* [Activity] Nothing in the entries should be altered. Write them out in full.

===== Provided material =====

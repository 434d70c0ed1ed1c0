//! Event factory: builds rule elements from rule-storage parameters, owns
//! the live triggers and routes device notifications to them.
//!
//! The factory is the only inbound entry point of the rule core:
//!
//! ```text
//! registry ──DeviceChange──▶ EventFactory ──▶ matching triggers ──TriggerFired──▶ publisher
//!                                │
//!                                └─ create_condition / create_action ──▶ rule pipeline
//! ```
//!
//! Triggers live in a shared [`TriggerRegistry`]; each trigger keeps a weak
//! reference to it so [`Trigger::close`] works without going through the
//! factory.

use std::sync::Arc;

use devrules_domain::device::{DeviceChange, Method};
use devrules_domain::id::DeviceId;
use devrules_domain::rule::{
    DeviceActionParams, DeviceConditionParams, DeviceTriggerParams, ParamBuilder, RuleKind,
    RuleParams, SensorConditionParams, SensorTriggerParams,
};
use devrules_domain::sensor::{Scale, SensorReading, ValueType};

use crate::ports::{DeviceRegistry, TriggerPublisher};
use crate::rules::{
    Action, Condition, DeviceAction, DeviceCondition, DeviceTrigger, SensorCondition,
    SensorTrigger, Trigger, TriggerRegistry,
};

pub struct EventFactory<R, P> {
    registry: Arc<R>,
    publisher: P,
    triggers: Arc<TriggerRegistry>,
}

impl<R: DeviceRegistry, P: TriggerPublisher> EventFactory<R, P> {
    #[must_use]
    pub fn new(registry: Arc<R>, publisher: P) -> Self {
        Self {
            registry,
            publisher,
            triggers: Arc::new(TriggerRegistry::default()),
        }
    }

    /// Build a trigger and register it for dispatch.
    #[tracing::instrument(skip(self, params))]
    pub fn create_trigger(&self, kind: RuleKind, params: &RuleParams) -> Trigger {
        let registry = Arc::downgrade(&self.triggers);
        let trigger = match kind {
            RuleKind::Device => {
                let params = build_params(DeviceTriggerParams::builder(), params);
                Trigger::Device(Arc::new(DeviceTrigger::new(params, registry)))
            }
            RuleKind::Sensor => {
                let params = build_params(SensorTriggerParams::builder(), params);
                Trigger::Sensor(Arc::new(SensorTrigger::new(params, registry)))
            }
        };
        self.triggers.insert(&trigger);
        tracing::debug!(trigger = %trigger.id(), "trigger registered");
        trigger
    }

    /// Build a condition, or `None` when the rule element is not handled
    /// locally.
    #[tracing::instrument(skip(self, params))]
    pub fn create_condition(&self, kind: RuleKind, params: &RuleParams) -> Option<Condition<R>> {
        if !params.is_local() {
            return None;
        }
        let registry = Arc::clone(&self.registry);
        Some(match kind {
            RuleKind::Device => Condition::Device(DeviceCondition::new(
                registry,
                build_params(DeviceConditionParams::builder(), params),
            )),
            RuleKind::Sensor => Condition::Sensor(SensorCondition::new(
                registry,
                build_params(SensorConditionParams::builder(), params),
            )),
        })
    }

    /// Build an action, or `None` when the rule element is not handled
    /// locally. Sensors have no action.
    #[tracing::instrument(skip(self, params))]
    pub fn create_action(
        &self,
        kind: RuleKind,
        params: &RuleParams,
        description: &str,
    ) -> Option<Action<R>> {
        if !params.is_local() {
            return None;
        }
        match kind {
            RuleKind::Device => Some(Action::Device(DeviceAction::new(
                Arc::clone(&self.registry),
                build_params(DeviceActionParams::builder(description), params),
            ))),
            RuleKind::Sensor => None,
        }
    }

    /// Unregister a trigger. Returns `false` when it was not registered.
    pub fn delete_trigger(&self, trigger: &Trigger) -> bool {
        self.triggers.remove(trigger.id())
    }

    /// Fire every device trigger watching `device_id` for `method`.
    #[tracing::instrument(level = "debug", skip(self))]
    pub fn on_device_state_changed(&self, device_id: DeviceId, method: Method, value: &str) {
        for trigger in self.triggers.device_triggers() {
            if trigger.params().matches(device_id, method) {
                trigger.fire(&self.publisher, method);
            }
        }
    }

    /// Feed a reading to every sensor trigger bound to `device_id`.
    #[tracing::instrument(level = "debug", skip(self))]
    pub fn on_sensor_value_updated(
        &self,
        device_id: DeviceId,
        value_type: ValueType,
        value: f64,
        scale: Scale,
    ) {
        let reading = SensorReading {
            value_type,
            value,
            scale,
        };
        for trigger in self.triggers.sensor_triggers() {
            if trigger.sensor_id() == device_id {
                trigger.on_sensor_update(&reading, &self.publisher);
            }
        }
    }

    /// Route a registry notification.
    pub fn handle_change(&self, change: &DeviceChange) {
        match change {
            DeviceChange::StateChanged {
                device_id,
                method,
                value,
            } => self.on_device_state_changed(*device_id, *method, value),
            DeviceChange::SensorValueUpdated {
                device_id,
                value_type,
                value,
                scale,
            } => self.on_sensor_value_updated(*device_id, *value_type, *value, *scale),
        }
    }

    /// Drop every registered trigger. Outstanding [`Trigger`] handles stay
    /// valid but no longer receive events.
    pub fn clear_all(&self) {
        self.triggers.clear();
    }

    #[must_use]
    pub fn device_trigger_count(&self) -> usize {
        self.triggers.device_len()
    }

    #[must_use]
    pub fn sensor_trigger_count(&self) -> usize {
        self.triggers.sensor_len()
    }
}

/// Feed `params` to `builder`, logging and skipping the rejected entries.
fn build_params<B: ParamBuilder>(mut builder: B, params: &RuleParams) -> B::Output {
    for err in builder.parse_all(params) {
        tracing::warn!(%err, "ignoring rule parameter");
    }
    builder.build()
}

=====

* [Answer box]
repository 434d70c0ed1ed1c0
//! Event factory: builds rule elements from rule-storage parameters, owns
//! the live triggers and routes device notifications to them.
//!
//! The factory is the only inbound entry point of the rule core:
//!
//! ```text
//! registry ──DeviceChange──▶ EventFactory ──▶ matching triggers ──TriggerFired──▶ publisher
//!                                │
//!                                └─ create_condition / create_action ──▶ rule pipeline
//! ```
//!
//! Triggers live in a shared [`TriggerRegistry`]; each trigger keeps a weak
//! reference to it so [`Trigger::close`] works without going through the
//! factory.

use std::sync::Arc;

use devrules_domain::device::{DeviceChange, Method};
use devrules_domain::id::DeviceId;
use devrules_domain::rule::{
    DeviceActionParams, DeviceConditionParams, DeviceTriggerParams, ParamBuilder, RuleKind,
    RuleParams, SensorConditionParams, SensorTriggerParams,
};
use devrules_domain::sensor::{Scale, SensorReading, ValueType};

use crate::ports::{DeviceRegistry, TriggerPublisher};
use crate::rules::{
    Action, Condition, DeviceAction, DeviceCondition, DeviceTrigger, SensorCondition,
    SensorTrigger, Trigger, TriggerRegistry,
};

pub struct EventFactory<R, P> {
    registry: Arc<R>,
    publisher: P,
    triggers: Arc<TriggerRegistry>,
}

impl<R: DeviceRegistry, P: TriggerPublisher> EventFactory<R, P> {
    #[must_use]
    pub fn new(registry: Arc<R>, publisher: P) -> Self {
        Self {
            registry,
            publisher,
            triggers: Arc::new(TriggerRegistry::default()),
        }
    }

    /// Build a trigger and register it for dispatch.
    #[tracing::instrument(skip(self, params))]
    pub fn create_trigger(&self, kind: RuleKind, params: &RuleParams) -> Trigger {
        let registry = Arc::downgrade(&self.triggers);
        let trigger = match kind {
            RuleKind::Device => {
                let params = build_params(DeviceTriggerParams::builder(), params);
                Trigger::Device(Arc::new(DeviceTrigger::new(params, registry)))
            }
            RuleKind::Sensor => {
                let params = build_params(SensorTriggerParams::builder(), params);
                Trigger::Sensor(Arc::new(SensorTrigger::new(params, registry)))
            }
        };
        self.triggers.insert(&trigger);
        tracing::debug!(trigger = %trigger.id(), "trigger registered");
        trigger
    }

    /// Build a condition, or `None` when the rule element is not handled
    /// locally.
    #[tracing::instrument(skip(self, params))]
    pub fn create_condition(&self, kind: RuleKind, params: &RuleParams) -> Option<Condition<R>> {
        if !params.is_local() {
            return None;
        }
        let registry = Arc::clone(&self.registry);
        Some(match kind {
            RuleKind::Device => Condition::Device(DeviceCondition::new(
                registry,
                build_params(DeviceConditionParams::builder(), params),
            )),
            RuleKind::Sensor => Condition::Sensor(SensorCondition::new(
                registry,
                build_params(SensorConditionParams::builder(), params),
            )),
        })
    }

    /// Build an action, or `None` when the rule element is not handled
    /// locally. Sensors have no action.
    #[tracing::instrument(skip(self, params))]
    pub fn create_action(
        &self,
        kind: RuleKind,
        params: &RuleParams,
        description: &str,
    ) -> Option<Action<R>> {
        if !params.is_local() {
            return None;
        }
        match kind {
            RuleKind::Device => Some(Action::Device(DeviceAction::new(
                Arc::clone(&self.registry),
                build_params(DeviceActionParams::builder(description), params),
            ))),
            RuleKind::Sensor => None,
        }
    }

    /// Unregister a trigger. Returns `false` when it was not registered.
    pub fn delete_trigger(&self, trigger: &Trigger) -> bool {
        self.triggers.remove(trigger.id())
    }

    /// Fire every device trigger watching `device_id` for `method`.
    #[tracing::instrument(level = "debug", skip(self))]
    pub fn on_device_state_changed(&self, device_id: DeviceId, method: Method, value: &str) {
        for trigger in self.triggers.device_triggers() {
            if trigger.params().matches(device_id, method) {
                trigger.fire(&self.publisher, method);
            }
        }
    }

    /// Feed a reading to every sensor trigger bound to `device_id`.
    #[tracing::instrument(level = "debug", skip(self))]
    pub fn on_sensor_value_updated(
        &self,
        device_id: DeviceId,
        value_type: ValueType,
        value: f64,
        scale: Scale,
    ) {
        let reading = SensorReading {
            value_type,
            value,
            scale,
        };
        for trigger in self.triggers.sensor_triggers() {
            if trigger.sensor_id() == device_id {
                trigger.on_sensor_update(&reading, &self.publisher);
            }
        }
    }

    /// Route a registry notification.
    pub fn handle_change(&self, change: &DeviceChange) {
        match change {
            DeviceChange::StateChanged {
                device_id,
                method,
                value,
            } => self.on_device_state_changed(*device_id, *method, value),
            DeviceChange::SensorValueUpdated {
                device_id,
                value_type,
                value,
                scale,
            } => self.on_sensor_value_updated(*device_id, *value_type, *value, *scale),
        }
    }

    /// Drop every registered trigger. Outstanding [`Trigger`] handles stay
    /// valid but no longer receive events.
    pub fn clear_all(&self) {
        self.triggers.clear();
    }

    #[must_use]
    pub fn device_trigger_count(&self) -> usize {
        self.triggers.device_len()
    }

    #[must_use]
    pub fn sensor_trigger_count(&self) -> usize {
        self.triggers.sensor_len()
    }
}

/// Feed `params` to `builder`, logging and skipping the rejected entries.
fn build_params<B: ParamBuilder>(mut builder: B, params: &RuleParams) -> B::Output {
    for err in builder.parse_all(params) {
        tracing::warn!(%err, "ignoring rule parameter");
    }
    builder.build()
}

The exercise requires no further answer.